- Opening Delimiter -

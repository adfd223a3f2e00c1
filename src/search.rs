//! Client-side filtering of post cards.
//!
//! Linear scan on every keystroke; the feed holds tens of cards.

use crate::site::types::PostCard;

/// Normalize a raw query the way the search box does.
pub fn normalize_query(query: &str) -> String {
  query.trim().to_lowercase()
}

/// Whether a card matches an already-normalized term.
///
/// Returns `None` when the card lacks its title or text, in which case
/// the filter leaves the card alone.
pub fn card_matches(card: &PostCard, term: &str) -> Option<bool> {
  let title = card.title.as_deref()?.to_lowercase();
  let text = card.text.as_deref()?.to_lowercase();
  Some(title.contains(term) || text.contains(term))
}

/// Recompute card visibility for `query`.
///
/// `visible` holds one flag per card and is updated in place. An empty
/// query shows every complete card.
pub fn apply_filter(cards: &[PostCard], visible: &mut [bool], query: &str) {
  let term = normalize_query(query);
  for (card, shown) in cards.iter().zip(visible.iter_mut()) {
    if let Some(matched) = card_matches(card, &term) {
      *shown = matched;
    }
  }
}

/// Indices of the currently visible cards.
pub fn visible_indices(visible: &[bool]) -> Vec<usize> {
  visible
    .iter()
    .enumerate()
    .filter_map(|(i, shown)| shown.then_some(i))
    .collect()
}
//! Persistent record of which cache generation is active.

use color_eyre::{eyre::eyre, Result};
use rusqlite::{params, Connection, OptionalExtension};
use std::sync::Mutex;
use tracing::{info, warn};
use url::Url;

use super::{ActivateOutcome, EventOutcome, InstallOutcome, OfflineWorker, WorkerEvent, WorkerState};
use crate::cache::CacheStorage;
use crate::db::Database;

/// Result of bringing a registration up to date with a worker.
#[derive(Debug)]
pub enum UpdateOutcome {
  /// The worker's generation is already active and present in the store
  Current,
  /// Installed and activated
  Updated {
    install: InstallOutcome,
    activate: ActivateOutcome,
  },
}

/// Registration of the offline worker for one site scope.
///
/// Only a generation whose install succeeded is ever recorded as active.
pub struct Registration {
  conn: Mutex<Connection>,
  scope: String,
}

impl Registration {
  pub fn new(db: Database, scope: &Url) -> Self {
    Self {
      conn: Mutex::new(db.into_connection()),
      scope: scope.to_string(),
    }
  }

  fn lock(&self) -> Result<std::sync::MutexGuard<'_, Connection>> {
    self.conn.lock().map_err(|e| eyre!("Lock poisoned: {}", e))
  }

  /// The generation currently serving requests, if any.
  pub fn active_generation(&self) -> Result<Option<String>> {
    let conn = self.lock()?;
    let active: Option<Option<String>> = conn
      .query_row(
        "SELECT active_generation FROM registration WHERE scope = ?",
        params![self.scope],
        |row| row.get(0),
      )
      .optional()
      .map_err(|e| eyre!("Failed to read registration: {}", e))?;

    Ok(active.flatten())
  }

  /// Lifecycle state of the newest worker.
  pub fn state(&self) -> Result<Option<String>> {
    let conn = self.lock()?;
    conn
      .query_row(
        "SELECT state FROM registration WHERE scope = ?",
        params![self.scope],
        |row| row.get(0),
      )
      .optional()
      .map_err(|e| eyre!("Failed to read registration: {}", e))
  }

  fn record(&self, active: Option<&str>, state: WorkerState) -> Result<()> {
    self
      .lock()?
      .execute(
        "INSERT OR REPLACE INTO registration (scope, active_generation, state, updated_at)
         VALUES (?, ?, ?, datetime('now'))",
        params![self.scope, active, state.as_str()],
      )
      .map_err(|e| eyre!("Failed to update registration: {}", e))?;
    Ok(())
  }

  /// Install `worker` and, once installed, activate it immediately.
  ///
  /// A failed install leaves the previously active generation in place.
  /// Unless `force` is set, a worker whose generation is already active is
  /// left alone, as long as its cache is still in the store.
  pub async fn update<S: CacheStorage + ?Sized>(
    &self,
    worker: &OfflineWorker<S>,
    force: bool,
  ) -> Result<UpdateOutcome> {
    let previous = self.active_generation()?;
    if !force && previous.as_deref() == Some(worker.generation()) {
      if worker.has_cache() {
        return Ok(UpdateOutcome::Current);
      }
      warn!(generation = %worker.generation(), "active cache generation is gone, reinstalling");
    }

    let install = match worker.dispatch(WorkerEvent::Install).await {
      Ok(EventOutcome::Installed(install)) => install,
      result => {
        if let Err(record_err) = self.record(previous.as_deref(), WorkerState::Redundant) {
          warn!(error = %record_err, "failed to record redundant worker");
        }
        if let Some(previous) = &previous {
          info!(generation = %previous, "keeping previous cache generation");
        }
        return Err(match result {
          Err(e) => e,
          Ok(other) => eyre!("Unexpected install outcome: {:?}", other),
        });
      }
    };
    self.record(previous.as_deref(), WorkerState::Installed)?;

    let activate = match worker.dispatch(WorkerEvent::Activate).await? {
      EventOutcome::Activated(activate) => activate,
      other => return Err(eyre!("Unexpected activate outcome: {:?}", other)),
    };
    self.record(Some(worker.generation()), WorkerState::Activated)?;

    Ok(UpdateOutcome::Updated { install, activate })
  }
}

#[cfg(test)]
mod tests {
  use super::super::testing::*;
  use super::*;
  use crate::cache::{CacheName, MemoryStorage, ResponseSource};
  use crate::site::types::Request;
  use std::sync::Arc;

  fn registration() -> Registration {
    registration_for(SCOPE)
  }

  fn registration_for(scope: &str) -> Registration {
    Registration::new(Database::in_memory().unwrap(), &Url::parse(scope).unwrap())
  }

  #[tokio::test]
  async fn test_update_activates_new_generation() {
    let reg = registration();
    assert_eq!(reg.active_generation().unwrap(), None);

    let h = harness("myblog-v1.0", &["/"], FakeNetwork::serving(&["/"]));
    let outcome = reg.update(&h.worker, false).await.unwrap();

    assert!(matches!(outcome, UpdateOutcome::Updated { .. }));
    assert_eq!(
      reg.active_generation().unwrap().as_deref(),
      Some("myblog-v1.0")
    );
    assert_eq!(reg.state().unwrap().as_deref(), Some("activated"));
  }

  #[tokio::test]
  async fn test_update_is_noop_for_active_generation() {
    let reg = registration();
    let h = harness("myblog-v1.0", &["/"], FakeNetwork::serving(&["/"]));
    reg.update(&h.worker, false).await.unwrap();
    let calls = h.network.calls();

    let outcome = reg.update(&h.worker, false).await.unwrap();
    assert!(matches!(outcome, UpdateOutcome::Current));
    assert_eq!(h.network.calls(), calls);
  }

  #[tokio::test]
  async fn test_failed_update_keeps_previous_generation() {
    let reg = registration();
    let storage = Arc::new(MemoryStorage::new());

    let v1 = harness_with_storage("v1", &["/"], FakeNetwork::serving(&["/"]), storage.clone());
    reg.update(&v1.worker, false).await.unwrap();

    let v2 = harness_with_storage(
      "v2",
      &["/", "/offline/"],
      FakeNetwork::serving(&["/"]),
      storage.clone(),
    );
    assert!(reg.update(&v2.worker, false).await.is_err());

    assert_eq!(reg.active_generation().unwrap().as_deref(), Some("v1"));
    assert_eq!(reg.state().unwrap().as_deref(), Some("redundant"));
    assert_eq!(storage.generations(SCOPE).unwrap(), vec!["v1"]);
  }

  #[tokio::test]
  async fn test_update_reinstalls_missing_generation() {
    let reg = registration();
    let h = harness("v1", &["/"], FakeNetwork::serving(&["/"]));
    reg.update(&h.worker, false).await.unwrap();

    h.storage
      .delete_generation(&CacheName::new(SCOPE, "v1"))
      .unwrap();

    let outcome = reg.update(&h.worker, false).await.unwrap();
    assert!(matches!(outcome, UpdateOutcome::Updated { .. }));
    assert!(h.worker.has_cache());
  }

  #[tokio::test]
  async fn test_sites_sharing_a_store_keep_their_caches() {
    let storage = Arc::new(MemoryStorage::new());
    let network = Arc::new(FakeNetwork::serving(&["/", "/offline/"]));
    let site_a = registration_for("http://a.local/");
    let site_b = registration_for("http://b.local/");

    let a = site_worker("http://a.local/", "a-v1", network.clone(), storage.clone());
    site_a.update(&a, false).await.unwrap();

    let b = site_worker("http://b.local/", "b-v1", network.clone(), storage.clone());
    site_b.update(&b, false).await.unwrap();
    assert_eq!(storage.generations("http://a.local/").unwrap(), vec!["a-v1"]);

    let a = site_worker("http://a.local/", "a-v1", network.clone(), storage.clone());
    let outcome = site_a.update(&a, false).await.unwrap();
    assert!(matches!(outcome, UpdateOutcome::Current));

    network.go_offline();
    let home = Request::get(Url::parse("http://a.local/").unwrap())
      .with_header("Accept", "text/html");
    let served = a.handle_fetch(home).unwrap().await.unwrap();
    assert_eq!(served.source, ResponseSource::Cache);
  }
}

- Closing Delimiter -

■ Activity
Reproduce every line above that contains the string "whose".

■ Result
/// Only a generation whose install succeeded is ever recorded as active.
  /// Unless `force` is set, a worker whose generation is already active is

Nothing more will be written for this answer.